\name{logistf}
\alias{logistf}
\alias{logistpl}
\alias{print.logistf}
\alias{summary.logistf}
\title{Bias-reduced logistic regression}
\description{
Implements Firth's penalized-likelihood logistic regression 
}
\usage{
logistf(formula=attr(data, "formula"), data=sys.parent(),
  pl = TRUE, alpha = 0.05, maxit = 25, maxhs=5, epsilon = .0001,
  maxstep = 10, firth=TRUE, beta0)

}

\arguments{
  \item{formula}{a formula object, with the response on the left of the  operator, and the
    model terms on the right. The response must be a vector with 0 and 1 or FALSE and
    TRUE for the model outcome, where the higher value (1 or TRUE) is modeled. It's possible
    to include contrasts, interactions, nested effects, cubic or polynomial splines and all
    the S-PLUS features, as well, e.g. \code{Y ~ X1^*X2 + ns(X3, df=4)}.
  }
  \item{data}{a data.frame where the variables named in the formula can be found, i. e.
    the variables containing the binary response and the covariates.}
  \item{pl}{specifies if confidence intervals and tests should be based on the profile penalized
    log likelihood (pl=TRUE, the default) or on the Wald method (pl=FALSE).}
  \item{alpha}{the significance level (1-\eqn{\alpha} the confidence level,
    0.05 as default).}
  \item{maxit}{maximum number of iterations (default value is 25)}
  \item{maxhs}{maximum number of step-halvings per iterations (default value is 5)}
  \item{epsilon}{specifies the maximum allowed change in penalized log likelihood to
    declare convergence.
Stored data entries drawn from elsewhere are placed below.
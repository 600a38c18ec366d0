use owo_colors::OwoColorize;
use std::io::IsTerminal;
use terminal_size::{terminal_size, Width};

use crate::data::{District, PopulationRow, Quarter, TrendTable};
use crate::scoring::{LinearFit, PatternProfile, ScoredDistrict};

/// Check if stdout is a TTY (for auto-detecting color support)
pub fn should_use_colors() -> bool {
    std::io::stdout().is_terminal()
}

/// Get terminal width, defaulting to None for pipes (unlimited)
fn get_terminal_width() -> Option<usize> {
    terminal_size().map(|(Width(w), _)| w as usize)
}

/// Truncate a name to fit available width, counting chars rather than bytes
pub fn truncate_name(name: &str, max_width: usize) -> String {
    let chars: Vec<char> = name.chars().collect();
    if chars.len() <= max_width {
        name.to_string()
    } else if max_width > 3 {
        format!("{}...", chars[..max_width - 3].iter().collect::<String>())
    } else {
        chars[..max_width].iter().collect()
    }
}

/// Fit `name` into whatever is left of the terminal after `fixed_width`
fn fit_name(name: &str, fixed_width: usize) -> String {
    match get_terminal_width() {
        Some(width) if width > fixed_width + 10 => truncate_name(name, width - fixed_width),
        Some(_) => truncate_name(name, 20),
        None => name.to_string(),
    }
}

/// Score with sign and three decimals, e.g. "+1.250" or "-0.043"
pub fn format_score(score: f64) -> String {
    format!("{:+.3}", score)
}

/// Compact integer-ish count: 1234567 -> "1,234,567"
pub fn format_count(value: f64) -> String {
    let rounded = value.round();
    let negative = rounded < 0.0;
    let digits = format!("{:.0}", rounded.abs());
    let mut out = String::with_capacity(digits.len() + digits.len() / 3);
    for (i, c) in digits.chars().enumerate() {
        if i > 0 && (digits.len() - i) % 3 == 0 {
            out.push(',');
        }
        out.push(c);
    }
    if negative {
        format!("-{}", out)
    } else {
        out
    }
}

/// Pearson coefficient line shown under ranked tables
/// One-line description of a fitted trendline, `n/a` when there is none.
pub fn format_fit(y_label: &str, x_label: &str, fit: Option<LinearFit>) -> String {
    match fit {
        Some(fit) => format!(
            "Trendline: {} = {:.4} * {} {} {:.3}",
            y_label,
            fit.slope,
            x_label,
            if fit.intercept < 0.0 { '-' } else { '+' },
            fit.intercept.abs()
        ),
        None => "Trendline: n/a".to_string(),
    }
}

pub fn format_correlation(label: &str, r: Option<f64>) -> String {
    match r {
        Some(r) => format!("Correlation ({}): r = {:.3}", label, r),
        None => format!("Correlation ({}): n/a", label),
    }
}

/// Format districts as a ranked table with columns: Index, Net, Risk,
/// Safety, Crimes, Name. No headers.
pub fn format_scored_table(ranked: &[&ScoredDistrict], use_colors: bool) -> String {
    if ranked.is_empty() {
        return "No districts loaded.".to_string();
    }

    let score_width = 8;
    let count_width = 9;
    let separator = "  ";
    let fixed_width = 4 + (score_width + separator.len()) * 3 + count_width + separator.len();

    ranked
        .iter()
        .enumerate()
        .map(|(idx, d)| {
            let index_str = format!("{:>3}.", idx + 1);
            let net = format!("{:>width$}", format_score(d.net_score), width = score_width);
            let risk = format!("{:>width$.3}", d.total_risk, width = score_width);
            let safety = format!("{:>width$.3}", d.total_safety, width = score_width);
            let crimes = format!("{:>width$}", format_count(d.crime_count), width = count_width);
            let name = fit_name(&d.name, fixed_width);

            if use_colors {
                let net = if d.net_score > 0.0 {
                    net.red().bold().to_string()
                } else {
                    net.green().bold().to_string()
                };
                format!(
                    "{} {}{}{}{}{}{}{}{}{}",
                    index_str.dimmed(),
                    net,
                    separator,
                    risk.yellow(),
                    separator,
                    safety.cyan(),
                    separator,
                    crimes.dimmed(),
                    separator,
                    name
                )
            } else {
                format!(
                    "{} {}{}{}{}{}{}{}{}{}",
                    index_str, net, separator, risk, separator, safety, separator, crimes, separator, name
                )
            }
        })
        .collect::<Vec<_>>()
        .join("\n")
}

/// Format districts as tab-separated values for scripting
/// Columns: name, net, risk, safety, crimes (no headers, no colors)
pub fn format_tsv(ranked: &[&ScoredDistrict]) -> String {
    ranked
        .iter()
        .map(|d| {
            format!(
                "{}\t{:.6}\t{:.6}\t{:.6}\t{}",
                d.name, d.net_score, d.total_risk, d.total_safety, d.crime_count
            )
        })
        .collect::<Vec<_>>()
        .join("\n")
}

/// Single-factor ranking: Index, Value, Name
pub fn format_factor_table(factor: &str, ranked: &[(&District, f64)], use_colors: bool) -> String {
    if ranked.is_empty() {
        return "No districts loaded.".to_string();
    }

    let header = if use_colors {
        factor.bold().to_string()
    } else {
        factor.to_string()
    };
    let rows = ranked.iter().enumerate().map(|(idx, (district, value))| {
        let index_str = format!("{:>3}.", idx + 1);
        let value_str = format!("{:>12.2}", value);
        let name = fit_name(&district.name, 18);
        if use_colors {
            format!("{} {}  {}", index_str.dimmed(), value_str.yellow(), name)
        } else {
            format!("{} {}  {}", index_str, value_str, name)
        }
    });

    std::iter::once(header).chain(rows).collect::<Vec<_>>().join("\n")
}

/// Ratio-to-average profile of a district subset
pub fn format_patterns(profile: &PatternProfile, use_colors: bool) -> String {
    let mut lines = Vec::new();
    let title = format!(
        "{} {} districts: {}",
        profile.districts.len(),
        profile.side,
        profile.districts.join(", ")
    );
    lines.push(if use_colors { title.bold().to_string() } else { title });

    for r in &profile.ratios {
        let kind = r.category.map(|c| c.to_string()).unwrap_or_else(|| "crime".to_string());
        let ratio = match r.ratio {
            Some(v) => format!("{:>6.2}x", v),
            None => format!("{:>7}", "n/a"),
        };
        let ratio = match (use_colors, r.ratio) {
            (true, Some(v)) if v >= 1.0 => ratio.red().to_string(),
            (true, Some(_)) => ratio.green().to_string(),
            (true, None) => ratio.dimmed().to_string(),
            (false, _) => ratio,
        };
        lines.push(format!(
            "  {}  {:>10.2} / {:<10.2} {:<7} {}",
            ratio, r.subset_mean, r.overall_mean, kind, r.factor
        ));
    }
    lines.join("\n")
}

/// Quarterly trend table. Arrest rates before `cutoff` are left blank.
pub fn format_trend(table: &TrendTable, cutoff: Quarter, use_colors: bool) -> String {
    if table.points.is_empty() {
        return "No trend data loaded.".to_string();
    }

    let header = format!(
        "{:<10} {:>14} {:>12}",
        "quarter", "crime change", "arrest rate"
    );
    let mut lines = vec![if use_colors { header.bold().to_string() } else { header }];

    for p in &table.points {
        let delta = p
            .crime_delta
            .map(|d| format!("{:>+14.0}", d))
            .unwrap_or_else(|| format!("{:>14}", "-"));
        let rate = match p.arrest_rate {
            Some(r) if p.quarter >= cutoff => format!("{:>11.1}%", r),
            _ => format!("{:>12}", "-"),
        };
        let delta = match (use_colors, p.crime_delta) {
            (true, Some(d)) if d > 0.0 => delta.red().to_string(),
            (true, Some(_)) => delta.green().to_string(),
            _ => delta,
        };
        lines.push(format!("{:<10} {} {}", p.quarter.to_string(), delta, rate));
    }
    lines.join("\n")
}

/// Population reference table: Region, Crimes, Crime rank, Population,
/// Population rank
pub fn format_population(rows: &[&PopulationRow], use_colors: bool) -> String {
    if rows.is_empty() {
        return "No population data loaded.".to_string();
    }

    let header = format!(
        "{:>10} {:>6} {:>12} {:>6}  {}",
        "crimes", "rank", "population", "rank", "region"
    );
    let mut lines = vec![if use_colors { header.bold().to_string() } else { header }];
    for row in rows {
        lines.push(format!(
            "{:>10} {:>6} {:>12} {:>6}  {}",
            format_count(row.crime_count),
            row.crime_rank,
            format_count(row.population),
            row.population_rank,
            row.region
        ));
    }
    lines.join("\n")
}

#[cfg(test)]
mod tests {
    use super::*;
    use crate::data::TrendPoint;
    use crate::scoring::{Category, FactorRatio, ScoreBreakdown, Side};
    use std::collections::HashMap;

    fn scored(name: &str, net: f64) -> ScoredDistrict {
        ScoredDistrict {
            name: name.to_string(),
            total_risk: 1.0,
            total_safety: 1.0 - net,
            net_score: net,
            crime_count: 1234.0,
            breakdown: ScoreBreakdown::default(),
        }
    }

    #[test]
    fn test_truncate_name() {
        assert_eq!(truncate_name("동인동", 10), "동인동");
        assert_eq!(truncate_name("This is a very long name", 15), "This is a ve...");
        assert_eq!(truncate_name("Hello world", 3), "Hel");
    }

    #[test]
    fn test_format_score_sign() {
        assert_eq!(format_score(1.25), "+1.250");
        assert_eq!(format_score(-0.0431), "-0.043");
    }

    #[test]
    fn test_format_count() {
        assert_eq!(format_count(0.0), "0");
        assert_eq!(format_count(999.0), "999");
        assert_eq!(format_count(1000.0), "1,000");
        assert_eq!(format_count(1_234_567.4), "1,234,567");
        assert_eq!(format_count(-4500.0), "-4,500");
    }

    #[test]
    fn test_format_fit() {
        let fit = LinearFit {
            slope: 2.0,
            intercept: -1.5,
        };
        assert_eq!(
            format_fit("crimes", "net", Some(fit)),
            "Trendline: crimes = 2.0000 * net - 1.500"
        );
        assert_eq!(format_fit("crimes", "net", None), "Trendline: n/a");
    }

    #[test]
    fn test_format_correlation() {
        assert_eq!(format_correlation("x", Some(0.5)), "Correlation (x): r = 0.500");
        assert_eq!(format_correlation("x", None), "Correlation (x): n/a");
    }

    #[test]
    fn test_format_scored_table_empty() {
        assert_eq!(format_scored_table(&[], false), "No districts loaded.");
    }

    #[test]
    fn test_format_scored_table_rows() {
        let a = scored("동인동", 0.5);
        let b = scored("삼덕동", -0.25);
        let result = format_scored_table(&[&a, &b], false);
        let lines: Vec<&str> = result.lines().collect();
        assert_eq!(lines.len(), 2);
        assert!(lines[0].starts_with("  1."));
        assert!(lines[0].contains("+0.500"));
        assert!(lines[0].contains("1,234"));
        assert!(lines[0].ends_with("동인동"));
        assert!(lines[1].contains("-0.250"));
    }

    #[test]
    fn test_format_tsv() {
        let a = scored("동인동", 0.5);
        let result = format_tsv(&[&a]);
        let fields: Vec<&str> = result.split('\t').collect();
        assert_eq!(fields, vec!["동인동", "0.500000", "1.000000", "0.500000", "1234"]);
        assert_eq!(format_tsv(&[]), "");
    }

    #[test]
    fn test_format_factor_table() {
        let d = District {
            name: "동인동".to_string(),
            admin_name: "중구 동인동".to_string(),
            values: HashMap::new(),
            crime_count: 0.0,
        };
        let result = format_factor_table("가로등 수", &[(&d, 42.0)], false);
        let lines: Vec<&str> = result.lines().collect();
        assert_eq!(lines[0], "가로등 수");
        assert!(lines[1].contains("42.00"));
        assert!(lines[1].ends_with("동인동"));
    }

    #[test]
    fn test_format_patterns() {
        let profile = PatternProfile {
            side: Side::Risk,
            districts: vec!["a".to_string(), "b".to_string()],
            ratios: vec![
                FactorRatio {
                    factor: "bars".to_string(),
                    category: Some(Category::Risk),
                    subset_mean: 4.0,
                    overall_mean: 2.0,
                    ratio: Some(2.0),
                },
                FactorRatio {
                    factor: "crimes".to_string(),
                    category: None,
                    subset_mean: 0.0,
                    overall_mean: 0.0,
                    ratio: None,
                },
            ],
        };
        let result = format_patterns(&profile, false);
        let lines: Vec<&str> = result.lines().collect();
        assert_eq!(lines[0], "2 highest-risk districts: a, b");
        assert!(lines[1].contains("2.00x"));
        assert!(lines[1].contains("risk"));
        assert!(lines[2].contains("n/a"));
        assert!(lines[2].contains("crime"));
    }

    #[test]
    fn test_format_trend_hides_rates_before_cutoff() {
        let table = TrendTable {
            points: vec![
                TrendPoint {
                    label: "2024 1분기".to_string(),
                    quarter: Quarter::new(2024, 1),
                    crime_delta: Some(-30.0),
                    arrest_rate: Some(80.2),
                },
                TrendPoint {
                    label: "2024 2분기".to_string(),
                    quarter: Quarter::new(2024, 2),
                    crime_delta: Some(250.0),
                    arrest_rate: Some(78.1),
                },
            ],
            crime_delta_label: String::new(),
            arrest_rate_label: String::new(),
        };
        let result = format_trend(&table, Quarter::new(2024, 2), false);
        let lines: Vec<&str> = result.lines().collect();
        assert_eq!(lines.len(), 3);
        assert!(!lines[1].contains("80.2"));
        assert!(lines[1].contains("-30"));
        assert!(lines[2].contains("78.1%"));
        assert!(lines[2].contains("+250"));
    }

    #[test]
    fn test_format_population() {
        let row = PopulationRow {
            region: "달서구".to_string(),
            crime_count: 900.0,
            population: 530_000.0,
            crime_rank: 1,
            population_rank: 1,
        };
        let result = format_population(&[&row], false);
        let lines: Vec<&str> = result.lines().collect();
        assert_eq!(lines.len(), 2);
        assert!(lines[1].contains("530,000"));
        assert!(lines[1].ends_with("달서구"));
    }
}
Default value is 0.0001.}
  \item{maxstep}{specifies the maximum change of (standardized) parameter values allowed
    in one iteration. Default value is 0.5.}
  \item{firth}{use of Firth's penalized maximum likelihood (firth=TRUE, default) or the
    standard maximum likelihood method (firth=FALSE) for the logistic regression. Note
    that by specifying pl=TRUE and firth=FALSE (and probably a lower number of iterations) 
  one obtains profile likelihood confidence intervals for maximum likelihood logistic
  regression parameters.}
  \item{beta0}  {specifies the initial values of the coefficients for the fitting algorithm.}
}
\values{ 
  The object returned is of the class logistf and has the following attributes:
  \item{coefficients}{ the coefficients of the parameter in the fitted model.}
  \item{alpha}{ the significance level (1- the confidence level) as specified in the input.}
  \item{var}{ the variance-covariance-matrix of the parameters.}
  \item{df}{ the number of degrees of freedom in the model.}
 loglik}{ a vector of the (penalized) log-likelihood of the full and the restricted
 models.}
  \item{iter}{ the number of iterations needed in the fitting process.}
  \item{n}{ the number of observations.}
  \item{terms}{ an object of mode expression and class term summarizing the formula as
 described in the help of S-PLUS.}
  \item{y}{ the response-vector, i. e. 1 for successes (events) and 0 for failures.}
  \item{formula}{ the formula object, see S-PLUS help.}
  \item{call}{ the call object, see S-PLUS help.}
  \item{linear.predictors}{ a vector with the linear predictor of each observation.}
  \item{predict}{ a vector with the predicted probability of each observation.}
  \item{hat.diag}{ a vector with the diagonal elements of the Hat Matrix.}
  \item{method}{ depending on the fitting method "Penalized ML" or "Standard ML".}
  \item{method.ci}{ the method in calculating the confidence intervals, i.e.             "profile
 likelihood" or "Wald", depending on the argument pl.}
  \item{ci.lower}{ the lower confidence limits of the parameter.}
  \item{ci.upper}{ the upper confidence limits of the parameter.}
  \item{prob}{ the p-values of the specific parameters.}

}
\details{ 
The package logistf provides a comprehensive tool to facilitate the
application of Firth's modified score procedure in logistic regression
analysis. It was written on a PC with S-PLUS 4.0 but runs on \R, newer
versions of S as well as with other operation systems like UNIX. The
library is available at the web-site
\url{http://www.akh-wien.ac.at/imc/biometrie/programme/fl/index.html}.

The call of the main function of the library follows the structure of
the standard functions as lm or glm, requiring a data.frame and a
formula for the model specification.  The resulting object belongs to
the new class logistf, which includes penalized maximum likelihood
(`Firth-Logistic'- or `FL'-type) logistic regression parameters,
standard errors, confidence limits, p-values, the value of the maximized
penalized log likelihood, the linear predictors, the number of
iterations needed to arrive at the maximum and much more.  Furthermore,
specific methods for the resulting object are supplied. Additionally, a
function to plot profiles of the penalized likelihood function and a
function to perform penalized likelihood ratio tests have been included.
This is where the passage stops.